A un dramma venuto alla luce del sole corrispondono migliaia di storie terribili vissute nel privato delle case. Riguardano genitori amorevoli che esplodono improvvisamente facendo vivere al figlio un sentimento di paura, terrore, angoscia poiché ciò che gli sta accadendo non ha senso. È la mancanza di significato del gesto subito che rende insicuri. È lo smarrimento per una ingiustizia che riempie di rabbia. È la delusione inferta da chi ti amava e amavi che toglie ogni certezza.
Sono queste storie di madri qualsiasi ascoltate, vissute, patite nella stanza di consultazione alla famiglia.
Brave madri. Mamme carnefici. Donne vittime. Bambine rimaste irrisolte nel mondo interno e totalmente tristi e infelici nel mondo esterno.
I padri vengono meno in consulenza a raccontare le loro disavventure. La loro violenza rimane più nascosta. Ma conosco bene la sofferenza dei loro figli. Sono dei giovani che arrivano da me smarriti, senza identità, furiosi. Grumi di rabbia escono da loro come lava incandescente. Lacrime e parole misurate curano le ferite inferte da papà che perdendo improvvisamente la testa hanno picchiato senza senno i figli. Papà infinitamente buoni che si trasformano in padri indiavolati di fronte a un figlio che chiede di esistere.
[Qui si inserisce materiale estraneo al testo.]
//! Application layer: orchestration of discovery, validation, and builds.

pub mod error;
pub mod pipeline;
pub mod ports;
pub mod scanner;
pub mod validation;
pub mod walker;

pub use error::ApplicationError;
pub use pipeline::{BuildPipeline, DEFAULT_EXCLUDES, DEFAULT_INCLUDES};
pub use scanner::{ArtifactScanner, ScanError};
pub use validation::{
    StatusProbe, UidValidationTask, ValidationError, ValidationTask, XmlValidationTask,
};
pub use walker::{ArtifactTreeWalker, BuildError, TraversalOutcome, VisitFlow};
Papà amorevoli che se viene ferito il loro narcisismo annientano, distruggono e cancellano - a suon di schiaffi - il figlio ribelle.
Sono storie tristi che però ci danno la speranza di fermare la catena di violenza fisica che, contrabbandata impunemente da secoli come forma educativa, ora deve essere definitivamente arrestata.